A robust, accurate, probabilistic naïve BBN model was successfully developed using observed clinical data to estimate individualized survival in patients with operable skeletal metastases. This method warrants further development and must be externally validated in other patient populations.
“Doc, how long have I got?” For the physician, such questions related to life expectancy are among the most difficult to answer. An accurate estimation of survival is important, however, and can help set patient, family, and physician expectations. Clinically, the decision to operate on patients with skeletal metastases of the extremities, as well as the choice of surgical procedure, is predicated on a patient's estimated survival . The goal of surgery in this setting is not to cure the disease, but to relieve pain and optimize functional mobility for the maximum amount of time. Thus, a considerable amount of effort has been spent identifying useful prognosticators for use in the metastatic setting.
Several independent predictors of survival have been identified for patients with metastatic bone disease of the extremities –. These include the primary oncologic diagnosis, Eastern Cooperative Oncology Group (ECOG) performance status score ; number of bone metastases, presence of visceral metastases, serum hemoglobin level, senior surgeon's estimate of survival ; appendicular, as opposed to axial, bone metastases ; and type of reconstructive procedure performed . Although many prognostic factors are known, the predictability of survival in patients with metastatic bone disease remains alarmingly low—only 5–15% in the best-reported series . Relationships between prognostic variables are difficult to interpret, and better means of prognostication are needed since there are currently no reliable methods for estimating survival in this patient population.

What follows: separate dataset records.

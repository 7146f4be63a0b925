//! Domain types for PulseGrid health monitoring.
//!
//! These types describe the observed state of each monitored source,
//! the derived snapshots served to API clients, fleet-wide statistics,
//! and the closed event vocabulary published on the event bus. All
//! types serialize to the JSON wire shape consumed by dashboards
//! (camelCase fields, snake_case status strings).

use std::collections::BTreeMap;

use serde::{Deserialize, Serialize};

/// Identifier for a monitored source (e.g. "notion", "gmail").
pub type SourceId = String;

// ── Source status ─────────────────────────────────────────────────

/// Health status of a single source as reported by its probe.
#[derive(Debug, Clone, Copy, PartialEq, Eq, Serialize, Deserialize, Default)]
#[serde(rename_all = "snake_case")]
pub enum SourceStatus {
    /// The source responded and its data is available.
    Connected,
    /// A data refresh is currently in progress.
    Syncing,
    /// The last probe failed.
    Error,
    /// The source is reachable as a host but refused the connection.
    Disconnected,
    /// The source is throttling us; back off.
    RateLimited,
    /// Credentials or configuration are missing. Not a failure.
    NotConfigured,
    /// The source responded but holds no records.
    NoData,
    /// Configured but never probed (or the probe reported something
    /// outside this vocabulary).
    #[default]
    Unknown,
}

impl SourceStatus {
    /// Wire form of the status (matches the serde rename).
    pub fn as_str(&self) -> &'static str {
        match self {
            SourceStatus::Connected => "connected",
            SourceStatus::Syncing => "syncing",
            SourceStatus::Error => "error",
            SourceStatus::Disconnected => "disconnected",
            SourceStatus::RateLimited => "rate_limited",
            SourceStatus::NotConfigured => "not_configured",
            SourceStatus::NoData => "no_data",
            SourceStatus::Unknown => "unknown",
        }
    }

    /// Parse a wire-form status string, mapping anything unrecognized
    /// to `Unknown` rather than failing.
    pub fn parse_lossy(s: &str) -> Self {
        match s {
            "connected" => SourceStatus::Connected,
            "syncing" => SourceStatus::Syncing,
            "error" => SourceStatus::Error,
            "disconnected" => SourceStatus::Disconnected,
            "rate_limited" => SourceStatus::RateLimited,
            "not_configured" => SourceStatus::NotConfigured,
            "no_data" => SourceStatus::NoData,
            _ => SourceStatus::Unknown,
        }
    }
}

impl std::fmt::Display for SourceStatus {
    fn fmt(&self, f: &mut std::fmt::Formatter<'_>) -> std::fmt::Result {
        f.write_str(self.as_str())
    }
}

// ── Source health record ──────────────────────────────────────────

/// Observed state of one monitored source.
///
/// One record exists per configured source for the lifetime of the
/// monitor; every probe cycle rewrites it as a complete merge.
#[derive(Debug, Clone, Serialize, Deserialize, PartialEq)]
#[serde(rename_all = "camelCase")]
pub struct SourceHealth {
    /// Source identifier. Immutable once created.
    pub source: SourceId,
    pub status: SourceStatus,
    /// Unix timestamp (seconds) of the most recent probe completion.
    #[serde(skip_serializing_if = "Option::is_none")]
    pub last_check: Option<u64>,
    /// Unix timestamp (seconds) of the most recent successful refresh.
    #[serde(skip_serializing_if = "Option::is_none")]
    pub last_sync: Option<u64>,
    /// Hint for when the next refresh is expected.
    #[serde(skip_serializing_if = "Option::is_none")]
    pub next_sync: Option<u64>,
    /// Number of records the source currently reports.
    pub record_count: u64,
    /// Run-length of back-to-back failed probes. Reset on any
    /// non-error result.
    pub consecutive_errors: u32,
    /// Wall-clock duration of the most recent probe, in milliseconds.
    #[serde(skip_serializing_if = "Option::is_none")]
    pub latency_ms: Option<u64>,
    /// Last error message. Cleared whenever status is not `error`.
    #[serde(skip_serializing_if = "Option::is_none")]
    pub error: Option<String>,
}

impl SourceHealth {
    /// Fresh record for a configured-but-unchecked source.
    pub fn new(source: impl Into<SourceId>) -> Self {
        Self {
            source: source.into(),
            status: SourceStatus::Unknown,
            last_check: None,
            last_sync: None,
            next_sync: None,
            record_count: 0,
            consecutive_errors: 0,
            latency_ms: None,
            error: None,
        }
    }

    /// Seconds since the last successful sync, or `None` if the
    /// source has never synced.
    pub fn freshness(&self, now: u64) -> Option<u64> {
        self.last_sync.map(|ts| now.saturating_sub(ts))
    }
}

// ── Snapshot ──────────────────────────────────────────────────────

/// Copy-on-read view of a source record plus derived metrics.
#[derive(Debug, Clone, Serialize, Deserialize, PartialEq)]
#[serde(rename_all = "camelCase")]
pub struct HealthSnapshot {
    #[serde(flatten)]
    pub record: SourceHealth,
    /// Seconds since last sync; null when the source has never synced.
    pub freshness: Option<u64>,
    /// Derived 0–100 health score.
    pub health_score: u8,
}

/// Snapshot map for all configured sources, keyed by source id.
pub type HealthMap = BTreeMap<SourceId, HealthSnapshot>;

// ── Statistics ────────────────────────────────────────────────────

/// Fleet-wide aggregate over all source records.
///
/// Averages are rounded to the nearest integer; latency averages only
/// over sources that have a latency reading, freshness only over
/// sources that have synced at least once. Zero configured sources
/// yields the all-zero aggregate.
#[derive(Debug, Clone, Copy, Serialize, Deserialize, PartialEq, Eq, Default)]
#[serde(rename_all = "camelCase")]
pub struct Statistics {
    pub total: u32,
    pub connected: u32,
    pub errors: u32,
    /// Sources with at least one consecutive error.
    pub warnings: u32,
    /// Mean probe latency in milliseconds.
    pub average_latency: u64,
    /// Mean freshness in seconds.
    pub average_freshness: u64,
    /// Mean health score, 0–100.
    pub overall_health: u8,
}

// ── Events ────────────────────────────────────────────────────────

/// Alert severity.
#[derive(Debug, Clone, Copy, PartialEq, Eq, Serialize, Deserialize)]
#[serde(rename_all = "snake_case")]
pub enum AlertSeverity {
    Critical,
    Warning,
}

/// Events published by the health monitor.
///
/// The vocabulary is closed: subscribers match on the variant, and
/// the wire form is a tagged JSON object (`{"type": "health-update",
/// ...}`).
#[derive(Debug, Clone, Serialize, Deserialize, PartialEq)]
#[serde(tag = "type", rename_all = "kebab-case")]
pub enum MonitorEvent {
    /// A probe cycle completed and the record was refreshed.
    HealthUpdate {
        source: SourceId,
        health: HealthSnapshot,
    },
    /// A threshold was crossed (consecutive errors or staleness).
    #[serde(rename_all = "camelCase")]
    Alert {
        severity: AlertSeverity,
        source: SourceId,
        message: String,
        #[serde(skip_serializing_if = "Option::is_none")]
        error: Option<String>,
        #[serde(skip_serializing_if = "Option::is_none")]
        last_sync: Option<u64>,
        #[serde(skip_serializing_if = "Option::is_none")]
        consecutive_errors: Option<u32>,
    },
    /// The probe itself blew up (unexpected fault), as opposed to a
    /// refreshed-but-bad reading.
    Error { source: SourceId, error: String },
    /// An on-demand sync was requested.
    SyncStart { source: SourceId },
    SyncComplete { source: SourceId },
    SyncError { source: SourceId, error: String },
    /// Full snapshot sent once when a stream subscriber connects.
    Initial { health: HealthMap },
}

impl MonitorEvent {
    /// Wire tag of this event, e.g. `"health-update"`.
    pub fn event_type(&self) -> &'static str {
        match self {
            MonitorEvent::HealthUpdate { .. } => "health-update",
            MonitorEvent::Alert { .. } => "alert",
            MonitorEvent::Error { .. } => "error",
            MonitorEvent::SyncStart { .. } => "sync-start",
            MonitorEvent::SyncComplete { .. } => "sync-complete",
            MonitorEvent::SyncError { .. } => "sync-error",
            MonitorEvent::Initial { .. } => "initial",
        }
    }
}

/// Result of an on-demand sync request. Never an `Err`: failures are
/// reported in-band.
#[derive(Debug, Clone, Serialize, Deserialize, PartialEq)]
pub struct SyncOutcome {
    pub success: bool,
    #[serde(skip_serializing_if = "Option::is_none")]
    pub error: Option<String>,
}

impl SyncOutcome {
    pub fn ok() -> Self {
        Self {
            success: true,
            error: None,
        }
    }

    pub fn failed(error: impl Into<String>) -> Self {
        Self {
            success: false,
            error: Some(error.into()),
        }
    }
}

#[cfg(test)]
mod tests {
    use super::*;

    #[test]
    fn status_round_trips_through_wire_form() {
        for status in [
            SourceStatus::Connected,
            SourceStatus::Syncing,
            SourceStatus::Error,
            SourceStatus::Disconnected,
            SourceStatus::RateLimited,
            SourceStatus::NotConfigured,
            SourceStatus::NoData,
            SourceStatus::Unknown,
        ] {
            assert_eq!(SourceStatus::parse_lossy(status.as_str()), status);
        }
    }

    #[test]
    fn unrecognized_status_maps_to_unknown() {
        assert_eq!(SourceStatus::parse_lossy("banana"), SourceStatus::Unknown);
        assert_eq!(SourceStatus::parse_lossy(""), SourceStatus::Unknown);
    }

    #[test]
    fn new_record_starts_unknown() {
        let record = SourceHealth::new("notion");
        assert_eq!(record.status, SourceStatus::Unknown);
        assert_eq!(record.consecutive_errors, 0);
        assert_eq!(record.record_count, 0);
        assert!(record.last_sync.is_none());
    }

    #[test]
    fn freshness_is_none_before_first_sync() {
        let record = SourceHealth::new("gmail");
        assert_eq!(record.freshness(1_000_000), None);
    }

    #[test]
    fn freshness_counts_seconds_since_sync() {
        let mut record = SourceHealth::new("gmail");
        record.last_sync = Some(1_000_000);
        assert_eq!(record.freshness(1_000_300), Some(300));
        // Clock skew must not underflow.
        assert_eq!(record.freshness(999_999), Some(0));
    }

    #[test]
    fn events_serialize_with_kebab_case_tag() {
        let event = MonitorEvent::SyncStart {
            source: "xero".to_string(),
        };
        let json = serde_json::to_value(&event).unwrap();
        assert_eq!(json["type"], "sync-start");
        assert_eq!(json["source"], "xero");
        assert_eq!(event.event_type(), "sync-start");
    }

    #[test]
    fn alert_event_wire_shape() {
        let event = MonitorEvent::Alert {
            severity: AlertSeverity::Critical,
            source: "gmail".to_string(),
            message: "gmail has failed 3 consecutive health checks".to_string(),
            error: Some("timeout".to_string()),
            last_sync: None,
            consecutive_errors: Some(3),
        };
        let json = serde_json::to_value(&event).unwrap();
        assert_eq!(json["type"], "alert");
        assert_eq!(json["severity"], "critical");
        assert_eq!(json["consecutiveErrors"], 3);
        assert!(json.get("lastSync").is_none());
    }

    #[test]
    fn record_serializes_camel_case() {
        let mut record = SourceHealth::new("calendar");
        record.record_count = 42;
        record.latency_ms = Some(120);
        let json = serde_json::to_value(&record).unwrap();
        assert_eq!(json["recordCount"], 42);
        assert_eq!(json["latencyMs"], 120);
        assert_eq!(json["status"], "unknown");
        assert!(json.get("error").is_none());
    }
}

Bayesian classification, which includes Bayesian belief network (BBN) modeling, is a statistical method that represents conditional, probabilistic relationships between variables, or “features.” Once described, these relationships enable the development of a graphical n-dimensional structure, or model, which codifies all features, including the outcome(s), into a single hierarchical network. Bayesian classification also accounts effectively for data multi-dimensionality and uncertainty—a quality that enables BBN models to maintain their robustness in the context of incomplete or discordant clinical data. As such, BBNs have been successfully used to both model complex relationships, as well as to classify outcomes, in a variety of oncologic diagnoses –. The purpose of this study was to determine the feasibility of developing and training Bayesian classifiers designed to estimate survival in patients undergoing surgery for skeletal metastases involving the axial and appendicular skeleton.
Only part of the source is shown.